**What is required**
Only the stretch of the listing below that runs from the line with "this many seconds" through the line with "let schedule = ScheduleRow" is to be printed, exactly and with both ends.

**Material provided**
//! builders shared by the engine and feature tests: synthetic trips with
//! configurable realtime coverage.

use std::str::FromStr;

use chrono::NaiveDateTime;

use raildelay_core::clock::{ExtendedTime, ServiceDay};
use raildelay_core::model::{
    keys, RealtimePassage, Route, ScheduleRow, StopTimeRecord, Trip,
};

use crate::join::JoinedResult;

pub const TEST_DAY: &str = "20170202";

pub fn test_day() -> ServiceDay {
    ServiceDay::from_str(TEST_DAY).unwrap()
}

/// an instant on the test day
pub fn at(time: &str) -> NaiveDateTime {
    NaiveDateTime::parse_from_str(&format!("{TEST_DAY}T{time}"), "%Y%m%dT%H:%M:%S").unwrap()
}

pub fn time_from_minutes(minutes: u32) -> ExtendedTime {
    ExtendedTime::new(minutes / 60, minutes % 60, 0).unwrap()
}

fn time_from_seconds(seconds: i64) -> ExtendedTime {
    let seconds = seconds as u32;
    ExtendedTime::new(seconds / 3600, (seconds % 3600) / 60, seconds % 60).unwrap()
}

/// shape of one synthetic trip. stations are derived from the trip's
/// sixth-to-eleventh trip id characters so two trips never share stops.
pub struct TripSpec {
    pub trip_id: &'static str,
    pub line: &'static str,
    /// minutes from midnight of the first stop's departure
    pub first_departure_minute: u32,
    pub minutes_between_stops: u32,
    pub stops: u32,
    /// highest stop sequence carrying a realtime passage, if any
    pub realtime_through: Option<u32>,
    /// realtime expected = schedule + this many seconds
    pub realtime_delay_secs: i64,
}

/// joined rows for one trip, in stop-sequence order
pub fn joined_trip(spec: TripSpec) -> Vec<JoinedResult> {
    let day = test_day();
    let train_num = keys::train_num_of_trip(spec.trip_id).unwrap();
    let station_prefix = &train_num[..5];

    (0..spec.stops)
        .map(|sequence| {
            let station_id = format!("{station_prefix}{sequence:02}");
            let departure = time_from_minutes(
                spec.first_departure_minute + sequence * spec.minutes_between_stops,
            );
            let stop_time = StopTimeRecord {
                trip_id: spec.trip_id.to_string(),
                stop_id: format!("StopPoint:DUA{station_id}"),
                arrival_time: departure,
                departure_time: departure,
                stop_sequence: sequence,
                stop_headsign: None,
                pickup_type: None,
                drop_off_type: None,
            };
            let schedule = ScheduleRow {
                stop_time,
                trip: Some(Trip {
                    trip_id: spec.trip_id.to_string(),
                    route_id: format!("R-{}", spec.line),
                    service_id: "S1".to_string(),
                    trip_headsign: None,
                    direction_id: Some("0".to_string()),
                    block_id: None,
                }),
                stop: None,
                route: Some(Route {
                    route_id: format!("R-{}", spec.line),
                    agency_id: None,
                    route_short_name: Some(spec.line.to_string()),
                    route_long_name: None,
                    route_type: None,
                    route_color: None,
                    route_text_color: None,
                }),
                calendar: None,
            };

            let realtime = match spec.realtime_through {
                Some(through) if sequence <= through => {
                    let expected = time_from_seconds(
                        departure.total_seconds() as i64 + spec.realtime_delay_secs,
                    );
                    Some(RealtimePassage {
                        station_8d: format!("{station_id}9"),
                        station_id: station_id.clone(),
                        train_num: train_num.clone(),
                        day_train_num: keys::day_train_num(&day, &train_num),
                        expected_passage_day: day,
                        expected_passage_time: expected,
                        request_day: day,
                        request_time: expected,
                        data_freshness: 0,
                        miss: None,
                        term: None,
                        etat: None,
                        scheduled_departure_time: Some(departure),
                    })
                }
                _ => None,
            };

            JoinedResult { schedule, realtime }
        })
        .collect()
}
//! day matrix persistence: gzip CSV files on disk, mirrored to the
//! training-set bucket when one is configured.

use std::fs::File;
use std::path::{Path, PathBuf};
use std::sync::Arc;

use flate2::write::GzEncoder;
use flate2::Compression;
use object_store::{path::Path as ObjectPath, ObjectStore, ObjectStoreExt, PutPayload};

use crate::error::EtlError;
use crate::features::MatrixRow;

/// writes a day matrix as `<filename>` under `directory`, gzip CSV with a
/// header row. returns the written path.
pub fn write_matrix(
    rows: &[MatrixRow],
    directory: &Path,
    filename: &str,
) -> Result<PathBuf, EtlError> {
    std::fs::create_dir_all(directory)?;
    let filepath = directory.join(filename);
    let file = File::create(&filepath)?;
    let buffer = GzEncoder::new(file, Compression::default());
    let mut writer = csv::Writer::from_writer(buffer);
    for row in rows {
        writer
            .serialize(row)
            .map_err(|e| EtlError::Output(format!("failed to write {filename}: {e}")))?;
    }
    writer
        .flush()
        .map_err(|e| EtlError::Output(format!("failed to flush {filename}: {e}")))?;
    log::info!("wrote {} matrix rows to {}", rows.len(), filepath.display());
    Ok(filepath)
}

/// uploads a written matrix file under `training_sets/` in the bucket
pub fn upload_matrix(store: Arc<dyn ObjectStore>, filepath: &Path) -> Result<(), EtlError> {
    let filename = filepath
        .file_name()
        .and_then(|n| n.to_str())
        .ok_or_else(|| EtlError::Output(format!("no file name in {}", filepath.display())))?;
    let key = format!("training_sets/{filename}");
    let bytes = std::fs::read(filepath)?;

    let runtime = tokio::runtime::Builder::new_current_thread()
        .enable_all()
        .build()
        .map_err(|e| EtlError::Runtime(format!("failure creating tokio runtime: {e}")))?;
    runtime
        .block_on(store.put(&ObjectPath::from(key.clone()), PutPayload::from(bytes)))
        .map_err(|e| EtlError::Output(format!("uploading {key}: {e}")))?;
    log::info!("uploaded {}", key);
    Ok(())
}
//! turns raw vendor departure boards into canonical passage records.
//! the raw XML tree never crosses this module's boundary.

use chrono::{NaiveDateTime, Timelike};
use serde::Deserialize;

use raildelay_core::clock::{ops, ExtendedTime, ServiceDay};
use raildelay_core::model::{keys, RealtimePassage};

use crate::error::RealtimeError;

/// vendor payload root: `<passages><train>...</train>...</passages>`
#[derive(Debug, Deserialize)]
struct PassagesDocument {
    #[serde(rename = "train", default)]
    trains: Vec<TrainEntry>,
}

#[derive(Debug, Deserialize)]
struct TrainEntry {
    date: DateField,
    num: String,
    #[serde(default)]
    miss: Option<String>,
    #[serde(default)]
    term: Option<String>,
    #[serde(default)]
    etat: Option<String>,
}

#[derive(Debug, Deserialize)]
struct DateField {
    #[serde(rename = "@mode", default)]
    #[allow(dead_code)]
    mode: Option<String>,
    #[serde(rename = "$text")]
    text: String,
}

/// parses one station payload into passage records.
///
/// a payload whose root cannot be read fails as a whole (the caller skips
/// the station); a single unreadable train entry is dropped with a debug
/// log and never aborts the rest of the board.
pub fn normalize_station_payload(
    xml: &str,
    station_8d: &str,
    requested_at: &NaiveDateTime,
) -> Result<Vec<RealtimePassage>, RealtimeError> {
    let document: PassagesDocument = quick_xml::de::from_str(xml)
        .map_err(|e| RealtimeError::Parse(format!("station {station_8d}: {e}")))?;

    let station_id = keys::station_id_of_api_station(station_8d).ok_or_else(|| {
        RealtimeError::Parse(format!("station code '{station_8d}' is too short"))
    })?;

    let request_day = ServiceDay::new(requested_at.date());
    let request_time = ExtendedTime::new(
        requested_at.hour(),
        requested_at.minute(),
        requested_at.second(),
    )?;

    let mut passages = Vec::with_capacity(document.trains.len());
    for entry in document.trains {
        match normalize_entry(entry, station_8d, &station_id, &request_day, &request_time) {
            Ok(passage) => passages.push(passage),
            Err(e) => {
                log::debug!("dropping train entry at station {station_8d}: {e}");
            }
        }
    }
    Ok(passages)
}

fn normalize_entry(
    entry: TrainEntry,
    station_8d: &str,
    station_id: &str,
    request_day: &ServiceDay,
    request_time: &ExtendedTime,
) -> Result<RealtimePassage, RealtimeError> {
    let (expected_day, expected_time) = ops::reduce_vendor_datetime(&entry.date.text)?;
    let day_train_num = keys::day_train_num(&expected_day, &entry.num);
    let data_freshness = ops::compute_delay(request_time, &expected_time).abs();

    Ok(RealtimePassage {
        station_8d: station_8d.to_string(),
        station_id: station_id.to_string(),
        train_num: entry.num,
        day_train_num,
        expected_passage_day: expected_day,
        expected_passage_time: expected_time,
        request_day: *request_day,
        request_time: *request_time,
        data_freshness,
        miss: entry.miss,
        term: entry.term,
        etat: entry.etat,
        scheduled_departure_time: None,
    })
}

#[cfg(test)]
mod tests {
    use super::*;

    const BOARD: &str = r#"<?xml version="1.0" encoding="UTF-8"?>
<passages gare="87393009">
  <train>
    <date mode="R">26/02/2017 14:55</date>
    <num>134610</num>
    <miss>POPI</miss>
    <term>87384008</term>
  </train>
  <train>
    <date mode="T">27/02/2017 01:12</date>
    <num>134620</num>
    <miss>PEBU</miss>
    <term>87384008</term>
    <etat>Retard&#233;</etat>
  </train>
</passages>"#;

    fn requested_at(raw: &str) -> NaiveDateTime {
        NaiveDateTime::parse_from_str(raw, "%Y-%m-%dT%H:%M:%S").unwrap()
    }

    #[test]
    fn test_normalize_board() {
        let passages =
            normalize_station_payload(BOARD, "87393009", &requested_at("2017-02-26T14:50:00"))
                .unwrap();
        assert_eq!(passages.len(), 2);

        let first = &passages[0];
        assert_eq!(first.station_8d, "87393009");
        assert_eq!(first.station_id, "8739300");
        assert_eq!(first.train_num, "134610");
        assert_eq!(first.day_train_num, "20170226_134610");
        assert_eq!(first.expected_passage_time.to_string(), "14:55:00");
        assert_eq!(first.miss.as_deref(), Some("POPI"));
        assert_eq!(first.etat, None);
        // board read 5 minutes before the expected passage
        assert_eq!(first.data_freshness, 300);
    }

    #[test]
    fn test_normalize_attributes_early_morning_to_previous_day() {
        let passages =
            normalize_station_payload(BOARD, "87393009", &requested_at("2017-02-26T14:50:00"))
                .unwrap();
        let late = &passages[1];
        assert_eq!(late.expected_passage_day.to_string(), "20170226");
        assert_eq!(late.expected_passage_time.to_string(), "25:12:00");
        assert_eq!(late.day_train_num, "20170226_134620");
        assert_eq!(late.etat.as_deref(), Some("Retardé"));
    }

    #[test]
    fn test_normalize_empty_board_yields_no_passages() {
        let passages = normalize_station_payload(
            r#"<passages gare="87393009"></passages>"#,
            "87393009",
            &requested_at("2017-02-26T14:50:00"),
        )
        .unwrap();
        assert!(passages.is_empty());
    }

    #[test]
    fn test_normalize_drops_entry_with_bad_date() {
        let xml = r#"<passages gare="87393009">
  <train><date>not a date</date><num>000001</num></train>
  <train><date>26/02/2017 15:10</date><num>000002</num></train>
</passages>"#;
        let passages =
            normalize_station_payload(xml, "87393009", &requested_at("2017-02-26T14:50:00"))
                .unwrap();
        assert_eq!(passages.len(), 1);
        assert_eq!(passages[0].train_num, "000002");
    }

    #[test]
    fn test_normalize_rejects_unreadable_root() {
        let result = normalize_station_payload(
            "<unexpected>!</unexpected",
            "87393009",
            &requested_at("2017-02-26T14:50:00"),
        );
        assert!(result.is_err());
    }
}
mod common;

use common::TestApp;
use rfid_warehouse_api::{entities::tag_movement, errors::ServiceError};
use sea_orm::{ColumnTrait, EntityTrait, QueryFilter, QueryOrder};

use assert_matches::assert_matches;

#[tokio::test]
async fn current_location_tracks_latest_event() {
    let app = TestApp::new().await;
    app.seed_item("ITM-A", "Alpha").await;
    app.seed_tag("RF001", "ITM-A").await;

    let ledger = app.state.services.ledger.clone();

    assert_eq!(ledger.current_location("RF001").await.unwrap(), None);

    ledger.receive("RF001", "REC-01", 3).await.unwrap();
    assert_eq!(
        ledger.current_location("RF001").await.unwrap().as_deref(),
        Some("REC-01")
    );

    ledger.move_tag("RF001", "ZONE-B", None, 3).await.unwrap();
    ledger.move_tag("RF001", "ZONE-C", None, 3).await.unwrap();
    assert_eq!(
        ledger.current_location("RF001").await.unwrap().as_deref(),
        Some("ZONE-C")
    );
}

#[tokio::test]
async fn move_chain_is_connected() {
    let app = TestApp::new().await;
    app.seed_item("ITM-A", "Alpha").await;
    app.seed_tag("RF001", "ITM-A").await;

    let ledger = app.state.services.ledger.clone();
    ledger.receive("RF001", "REC-01", 1).await.unwrap();

    let stops = ["ZONE-A", "ZONE-B", "ZONE-C", "SHIP-01"];
    for stop in stops {
        ledger.move_tag("RF001", stop, None, 1).await.unwrap();
    }

    let movements = tag_movement::Entity::find()
        .filter(tag_movement::Column::TagUid.eq("RF001"))
        .order_by_asc(tag_movement::Column::MovementTime)
        .order_by_asc(tag_movement::Column::Id)
        .all(&*app.state.db)
        .await
        .unwrap();

    assert_eq!(movements.len(), stops.len() + 1);
    for pair in movements.windows(2) {
        assert_eq!(
            pair[1].from_location.as_deref(),
            Some(pair[0].to_location.as_str()),
            "each movement must start where the previous one ended"
        );
    }
}

#[tokio::test]
async fn receive_always_resets_the_chain() {
    let app = TestApp::new().await;
    app.seed_item("ITM-A", "Alpha").await;
    app.seed_tag("RF001", "ITM-A").await;

    let ledger = app.state.services.ledger.clone();
    ledger.receive("RF001", "REC-01", 1).await.unwrap();
    ledger.move_tag("RF001", "ZONE-B", None, 1).await.unwrap();

    // The tag physically re-enters the warehouse.
    ledger.receive("RF001", "REC-02", 1).await.unwrap();

    let latest = tag_movement::Entity::find()
        .filter(tag_movement::Column::TagUid.eq("RF001"))
        .order_by_desc(tag_movement::Column::MovementTime)
        .order_by_desc(tag_movement::Column::Id)
        .one(&*app.state.db)
        .await
        .unwrap()
        .unwrap();

    assert_eq!(latest.to_location, "REC-02");
    assert_eq!(latest.from_location, None);
    assert_eq!(
        ledger.current_location("RF001").await.unwrap().as_deref(),
        Some("REC-02")
    );
}

#[tokio::test]
async fn domain_errors_leave_no_partial_rows() {
    let app = TestApp::new().await;
    app.seed_item("ITM-A", "Alpha").await;

    let ledger = app.state.services.ledger.clone();

    let err = ledger.receive("RF404", "REC-01", 1).await.unwrap_err();
    assert_matches!(err, ServiceError::NotFound(_));

    let count = tag_movement::Entity::find()
        .all(&*app.state.db)
        .await
        .unwrap()
        .len();
    assert_eq!(count, 0);
}

#[tokio::test]
async fn concurrent_moves_on_one_tag_serialize() {
    let app = TestApp::new().await;
    app.seed_item("ITM-A", "Alpha").await;
    app.seed_tag("RF001", "ITM-A").await;

    let ledger = app.state.services.ledger.clone();
    ledger.receive("RF001", "REC-01", 1).await.unwrap();

    let mut handles = Vec::new();
    for i in 0..8 {
        let ledger = ledger.clone();
        handles.push(tokio::spawn(async move {
            ledger
                .move_tag("RF001", &format!("ZONE-{i}"), None, 1)
                .await
        }));
    }
    for handle in handles {
        handle.await.unwrap().unwrap();
    }

    let movements = tag_movement::Entity::find()
        .filter(tag_movement::Column::TagUid.eq("RF001"))
        .order_by_asc(tag_movement::Column::MovementTime)
        .order_by_asc(tag_movement::Column::Id)
        .all(&*app.state.db)
        .await
        .unwrap();

    // One receive plus eight moves, and no two moves computed the same stale
    // origin: the chain stays connected.
    assert_eq!(movements.len(), 9);
    for pair in movements.windows(2) {
        assert_eq!(
            pair[1].from_location.as_deref(),
            Some(pair[0].to_location.as_str())
        );
    }
}

#[tokio::test]
async fn operations_on_distinct_tags_run_in_parallel() {
    let app = TestApp::new().await;
    app.seed_item("ITM-A", "Alpha").await;
    for i in 0..4 {
        app.seed_tag(&format!("RF00{i}"), "ITM-A").await;
    }

    let ledger = app.state.services.ledger.clone();

    let mut handles = Vec::new();
    for i in 0..4 {
        let ledger = ledger.clone();
        handles.push(tokio::spawn(async move {
            let tag = format!("RF00{i}");
            ledger.receive(&tag, "REC-01", 1).await?;
            ledger.move_tag(&tag, "ZONE-B", None, 1).await?;
            Ok::<_, ServiceError>(())
        }));
    }
    for handle in handles {
        handle.await.unwrap().unwrap();
    }

    for i in 0..4 {
        assert_eq!(
            ledger
                .current_location(&format!("RF00{i}"))
                .await
                .unwrap()
                .as_deref(),
            Some("ZONE-B")
        );
    }
}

**Problem solution**
    /// realtime expected = schedule + this many seconds
    pub realtime_delay_secs: i64,
}

/// joined rows for one trip, in stop-sequence order
pub fn joined_trip(spec: TripSpec) -> Vec<JoinedResult> {
    let day = test_day();
    let train_num = keys::train_num_of_trip(spec.trip_id).unwrap();
    let station_prefix = &train_num[..5];

    (0..spec.stops)
        .map(|sequence| {
            let station_id = format!("{station_prefix}{sequence:02}");
            let departure = time_from_minutes(
                spec.first_departure_minute + sequence * spec.minutes_between_stops,
            );
            let stop_time = StopTimeRecord {
                trip_id: spec.trip_id.to_string(),
                stop_id: format!("StopPoint:DUA{station_id}"),
                arrival_time: departure,
                departure_time: departure,
                stop_sequence: sequence,
                stop_headsign: None,
                pickup_type: None,
                drop_off_type: None,
            };
            let schedule = ScheduleRow {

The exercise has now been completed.